The growing political infatuation with Sen. Barack Obama (D‑IL) is fascinating, in part because it’s cropping up across the political spectrum.


The Dems’ weakness in the knees is understandable, given the appealing alternative Obama offers to the party’s otherwise underwhelming roster of standard-bearers. On the Right, David Brooks’ Oct. 19 NYT column “Run, Barack, Run” (subscr. required) titters with excitement over a possible Obama ’08 presidential bid. And in our corner of the political universe, a few libertarians have confided that they are also smitten with Illinois’ junior senator.


All of these valentines are surprising, given that they’re directed at a senator who has been in Washington for less than two years, and who has no gubernatorial experience. But perhaps it’s the unknown that’s appealing. Like a Rorschach test, we can look at Obama’s not-yet-established political profile and see the outlines of our own beliefs — whatever those beliefs may be.


His surface appeal is understandable; the senator comes across in interviews as thoughtful, bright, caring and articulate. Just as impressively, he doesn’t immediately start mouthing the usual ideological foolishness that has become standard in the puppet theater of D.C. politics.
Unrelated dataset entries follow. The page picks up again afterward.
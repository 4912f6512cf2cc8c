use configurator_core::DirectoryPrompt;
use std::path::{Path, PathBuf};

/// Native folder picker. Blocks the calling (UI) thread until closed.
pub struct NativeDirectoryPrompt {
    start_dir: Option<PathBuf>,
}

impl NativeDirectoryPrompt {
    /// Open in `current` if it is an existing directory, else in the home directory.
    pub fn starting_at(current: &str) -> Self {
        let current = Path::new(current);
        let start_dir = if !current.as_os_str().is_empty() && current.is_dir() {
            Some(current.to_path_buf())
        } else {
            dirs::home_dir()
        };
        Self { start_dir }
    }
}

impl DirectoryPrompt for NativeDirectoryPrompt {
    fn pick_directory(&mut self, title: &str) -> Option<PathBuf> {
        let mut dialog = rfd::FileDialog::new().set_title(title);
        if let Some(dir) = &self.start_dir {
            dialog = dialog.set_directory(dir);
        }
        dialog.pick_folder()
    }
}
However, I’m not sure Brooks is correct when he writes that Obama “has a compulsive tendency to see both sides of any issue” and that he is wonderfully free of narrow-mindedness. Consider the senator’s April 2005 speech to the National Press Club, in which he claims Social Security reformers and HSA proponents are motivated by a belief in Social Darwinism:

There’s something bracing about the Social Darwinist idea, the idea that there isn’t a problem that the unfettered free market can’t solve. It requires no sacrifice on the part of those of us who have won life’s lottery — and doesn’t consider who our parents were, or the education we received, or the right breaks that came at the right time.


But I couldn’t disagree more. If we privatize Social Security, what will we tell retirees whose investments in the stock market went badly? We’re sorry? Keep working? You’re on your own?


[…]


And yet, this is the direction they’re trying to take America on almost every issue. Instead of trying to contain the skyrocketing cost of health care and expand access to the uninsured, the idea behind the President’s Health Savings Accounts are to leave the system alone and give you a few extra bucks to go find a plan you can afford on your own. You deal with double digit inflation by going to the doctor less. Instead of strengthening a pension system that provides defined benefits to employees who’ve worked a lifetime, we’ll give you a tax break and hope that you invest well and save well in your own little account.

Of course, the supporters of private accounts and HSAs are not Social Darwinists who want to throw the sick and feeble to the wolves. The various Social Security reform proposals that have been floated include safety nets (not to mention choice), and HSA plans require the purchase of catastrophic health insurance. A thoughtful criticism of those policies would question their workability and the adequacy of the safety nets — yet, that is not what Obama offered in his speech. It thus seems that either (1) the senator is not really thoughtful about Social Security and health care policy, or (2) he is not the open-minded non-ideologue that Brooks claims.


But perhaps this is being too hard on Senator Obama. His Press Club remarks and other such comments may be instances of him playing the political games and mouthing the ideological mantras that are required of politicians. Perhaps the man behind the Politician Obama curtain is every bit as dreamy as his admirers claim.


And indeed, Democrats interested in the Oval Office have sometimes proved to be great benefactors to free markets and limited government. Would Ted Kennedy have been such a champion of transportation regulation reform in 1977 if he hadn’t wanted to take a shot at the White House in 1980? Would Bill Bradley have been such a strong proponent of the 1986 tax reform if he weren’t angling for a 1988 presidential bid? Would Bill Clinton have signed welfare reform in 1996 if he weren’t worried about winning a second term later that year?


Perhaps a Presidential Candidate Obama will soon be whispering sweet nothings into our ears in the form of Social Security or Medicare reform. Or perhaps a President Obama would nurture a more thoughtful and humble federal government and a civil society that re-embraces the fundamental American ideal of individual liberty.